DIRECTIONS. A single number is the answer here: how many lines of the entries contain "duration"?

[Data items]
*** Begin section ***
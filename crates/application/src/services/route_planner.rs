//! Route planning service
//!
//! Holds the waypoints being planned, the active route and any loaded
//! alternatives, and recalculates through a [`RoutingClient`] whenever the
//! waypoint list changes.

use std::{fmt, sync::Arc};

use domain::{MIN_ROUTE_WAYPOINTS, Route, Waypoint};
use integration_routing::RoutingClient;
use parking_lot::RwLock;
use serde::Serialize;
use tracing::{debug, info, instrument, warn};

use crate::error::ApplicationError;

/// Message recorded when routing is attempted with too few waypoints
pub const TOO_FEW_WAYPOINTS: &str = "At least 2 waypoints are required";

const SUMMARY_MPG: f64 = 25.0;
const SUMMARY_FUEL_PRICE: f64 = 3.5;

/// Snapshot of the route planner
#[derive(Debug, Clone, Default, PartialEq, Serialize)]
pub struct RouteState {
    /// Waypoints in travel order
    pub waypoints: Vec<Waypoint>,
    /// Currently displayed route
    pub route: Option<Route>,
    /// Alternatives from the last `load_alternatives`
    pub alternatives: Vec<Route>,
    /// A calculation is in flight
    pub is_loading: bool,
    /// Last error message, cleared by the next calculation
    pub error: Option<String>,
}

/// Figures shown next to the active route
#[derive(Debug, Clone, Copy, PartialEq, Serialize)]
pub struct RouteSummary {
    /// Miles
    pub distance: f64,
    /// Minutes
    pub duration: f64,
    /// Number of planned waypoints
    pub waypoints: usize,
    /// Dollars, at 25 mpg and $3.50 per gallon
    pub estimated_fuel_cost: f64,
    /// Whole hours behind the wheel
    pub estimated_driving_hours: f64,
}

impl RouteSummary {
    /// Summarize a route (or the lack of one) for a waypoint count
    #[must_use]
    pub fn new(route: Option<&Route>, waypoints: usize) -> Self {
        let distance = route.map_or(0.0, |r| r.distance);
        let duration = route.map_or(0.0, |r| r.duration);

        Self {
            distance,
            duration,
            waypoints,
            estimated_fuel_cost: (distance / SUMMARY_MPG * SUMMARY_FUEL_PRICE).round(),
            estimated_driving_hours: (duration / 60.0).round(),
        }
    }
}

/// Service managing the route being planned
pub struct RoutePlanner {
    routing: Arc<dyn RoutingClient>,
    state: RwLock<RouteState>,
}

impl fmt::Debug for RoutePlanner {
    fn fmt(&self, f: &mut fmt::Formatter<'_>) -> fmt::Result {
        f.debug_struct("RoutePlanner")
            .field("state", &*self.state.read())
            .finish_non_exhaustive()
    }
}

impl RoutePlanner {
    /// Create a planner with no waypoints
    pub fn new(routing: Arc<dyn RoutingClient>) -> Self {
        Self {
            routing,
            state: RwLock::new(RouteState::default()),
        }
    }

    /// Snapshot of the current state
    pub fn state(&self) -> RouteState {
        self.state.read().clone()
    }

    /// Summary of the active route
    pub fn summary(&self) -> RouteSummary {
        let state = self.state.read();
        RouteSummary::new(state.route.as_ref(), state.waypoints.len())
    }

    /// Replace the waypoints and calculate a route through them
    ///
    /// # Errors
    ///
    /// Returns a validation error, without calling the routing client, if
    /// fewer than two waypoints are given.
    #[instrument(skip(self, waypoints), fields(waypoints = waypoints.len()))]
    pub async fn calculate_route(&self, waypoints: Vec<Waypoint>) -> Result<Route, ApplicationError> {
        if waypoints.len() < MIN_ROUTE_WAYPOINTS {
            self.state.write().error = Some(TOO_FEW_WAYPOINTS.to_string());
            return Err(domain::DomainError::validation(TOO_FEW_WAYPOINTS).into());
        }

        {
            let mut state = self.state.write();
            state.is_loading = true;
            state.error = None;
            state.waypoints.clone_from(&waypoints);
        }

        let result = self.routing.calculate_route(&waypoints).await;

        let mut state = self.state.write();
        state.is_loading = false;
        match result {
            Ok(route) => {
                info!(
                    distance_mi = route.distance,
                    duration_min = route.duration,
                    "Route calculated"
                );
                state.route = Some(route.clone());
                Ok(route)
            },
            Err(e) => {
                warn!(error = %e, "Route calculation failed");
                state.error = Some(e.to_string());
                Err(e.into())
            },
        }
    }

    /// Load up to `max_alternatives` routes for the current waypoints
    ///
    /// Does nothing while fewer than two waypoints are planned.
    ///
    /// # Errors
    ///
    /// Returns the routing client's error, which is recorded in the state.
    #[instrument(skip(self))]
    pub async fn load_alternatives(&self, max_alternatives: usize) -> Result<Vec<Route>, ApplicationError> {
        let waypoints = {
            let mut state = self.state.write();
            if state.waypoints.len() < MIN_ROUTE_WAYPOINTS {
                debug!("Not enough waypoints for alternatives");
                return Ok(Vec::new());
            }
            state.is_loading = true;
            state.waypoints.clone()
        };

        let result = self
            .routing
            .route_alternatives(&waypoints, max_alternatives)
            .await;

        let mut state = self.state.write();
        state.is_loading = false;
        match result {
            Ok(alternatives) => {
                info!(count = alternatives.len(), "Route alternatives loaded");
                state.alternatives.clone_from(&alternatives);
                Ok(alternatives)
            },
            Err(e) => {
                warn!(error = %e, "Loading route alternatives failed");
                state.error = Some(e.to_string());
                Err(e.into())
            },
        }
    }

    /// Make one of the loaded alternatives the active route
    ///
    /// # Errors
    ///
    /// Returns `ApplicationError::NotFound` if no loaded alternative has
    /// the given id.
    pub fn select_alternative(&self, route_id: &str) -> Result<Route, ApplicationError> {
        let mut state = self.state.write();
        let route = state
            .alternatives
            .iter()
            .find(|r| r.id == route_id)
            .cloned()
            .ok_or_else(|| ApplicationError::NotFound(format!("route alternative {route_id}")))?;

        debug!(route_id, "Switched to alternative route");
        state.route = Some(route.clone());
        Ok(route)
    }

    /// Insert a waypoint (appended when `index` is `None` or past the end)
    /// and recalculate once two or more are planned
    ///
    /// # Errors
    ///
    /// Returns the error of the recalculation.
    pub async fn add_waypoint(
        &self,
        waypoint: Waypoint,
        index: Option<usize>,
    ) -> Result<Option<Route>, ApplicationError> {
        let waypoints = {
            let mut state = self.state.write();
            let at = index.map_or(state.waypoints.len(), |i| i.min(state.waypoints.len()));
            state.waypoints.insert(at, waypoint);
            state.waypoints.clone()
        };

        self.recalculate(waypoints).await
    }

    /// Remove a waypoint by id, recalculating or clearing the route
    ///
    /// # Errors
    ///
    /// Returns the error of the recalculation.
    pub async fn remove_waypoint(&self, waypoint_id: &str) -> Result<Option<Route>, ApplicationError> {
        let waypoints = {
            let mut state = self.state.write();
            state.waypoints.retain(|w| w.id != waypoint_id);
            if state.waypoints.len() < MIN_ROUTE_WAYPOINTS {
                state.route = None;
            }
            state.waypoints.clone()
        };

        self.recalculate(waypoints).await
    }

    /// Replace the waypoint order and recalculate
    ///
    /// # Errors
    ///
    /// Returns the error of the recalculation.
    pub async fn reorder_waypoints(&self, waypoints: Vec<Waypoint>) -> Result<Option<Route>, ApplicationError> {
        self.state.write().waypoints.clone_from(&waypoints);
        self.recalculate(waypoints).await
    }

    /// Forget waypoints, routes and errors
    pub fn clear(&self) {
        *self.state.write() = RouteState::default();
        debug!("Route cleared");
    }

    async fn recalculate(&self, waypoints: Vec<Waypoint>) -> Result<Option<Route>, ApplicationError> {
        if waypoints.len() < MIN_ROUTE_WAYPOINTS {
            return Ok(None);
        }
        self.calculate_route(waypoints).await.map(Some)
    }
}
*** End section ***
*** Begin section ***
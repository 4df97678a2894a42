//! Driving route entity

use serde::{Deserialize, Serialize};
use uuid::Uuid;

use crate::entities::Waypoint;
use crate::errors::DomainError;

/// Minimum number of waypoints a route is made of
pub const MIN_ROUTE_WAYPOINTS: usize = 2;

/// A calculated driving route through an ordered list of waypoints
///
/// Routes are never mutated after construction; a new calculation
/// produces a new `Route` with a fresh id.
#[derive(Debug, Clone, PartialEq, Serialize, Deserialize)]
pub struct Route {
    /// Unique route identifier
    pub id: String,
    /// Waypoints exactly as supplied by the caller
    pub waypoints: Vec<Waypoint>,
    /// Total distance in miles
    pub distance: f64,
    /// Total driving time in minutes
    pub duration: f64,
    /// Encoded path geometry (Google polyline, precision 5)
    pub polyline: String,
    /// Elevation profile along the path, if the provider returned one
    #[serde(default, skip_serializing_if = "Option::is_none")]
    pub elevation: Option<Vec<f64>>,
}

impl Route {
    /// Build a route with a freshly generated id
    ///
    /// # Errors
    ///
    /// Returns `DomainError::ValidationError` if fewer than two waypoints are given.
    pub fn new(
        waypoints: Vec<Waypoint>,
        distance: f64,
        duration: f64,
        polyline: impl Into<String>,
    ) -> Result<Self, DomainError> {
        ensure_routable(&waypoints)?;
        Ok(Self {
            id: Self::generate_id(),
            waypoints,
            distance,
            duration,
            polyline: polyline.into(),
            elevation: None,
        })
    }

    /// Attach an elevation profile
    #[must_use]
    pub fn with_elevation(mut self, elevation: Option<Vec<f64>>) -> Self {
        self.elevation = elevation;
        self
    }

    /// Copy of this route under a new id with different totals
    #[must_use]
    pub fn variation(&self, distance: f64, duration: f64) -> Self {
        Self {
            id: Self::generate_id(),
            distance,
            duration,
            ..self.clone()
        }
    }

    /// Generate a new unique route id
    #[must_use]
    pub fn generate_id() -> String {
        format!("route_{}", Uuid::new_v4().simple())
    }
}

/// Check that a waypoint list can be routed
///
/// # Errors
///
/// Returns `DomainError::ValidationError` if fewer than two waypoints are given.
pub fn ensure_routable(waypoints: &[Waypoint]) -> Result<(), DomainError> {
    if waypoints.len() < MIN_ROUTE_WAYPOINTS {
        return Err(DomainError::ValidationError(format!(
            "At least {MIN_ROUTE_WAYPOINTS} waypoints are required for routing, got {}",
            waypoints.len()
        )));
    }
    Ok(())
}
*** End section ***
RESPONSE AREA. 10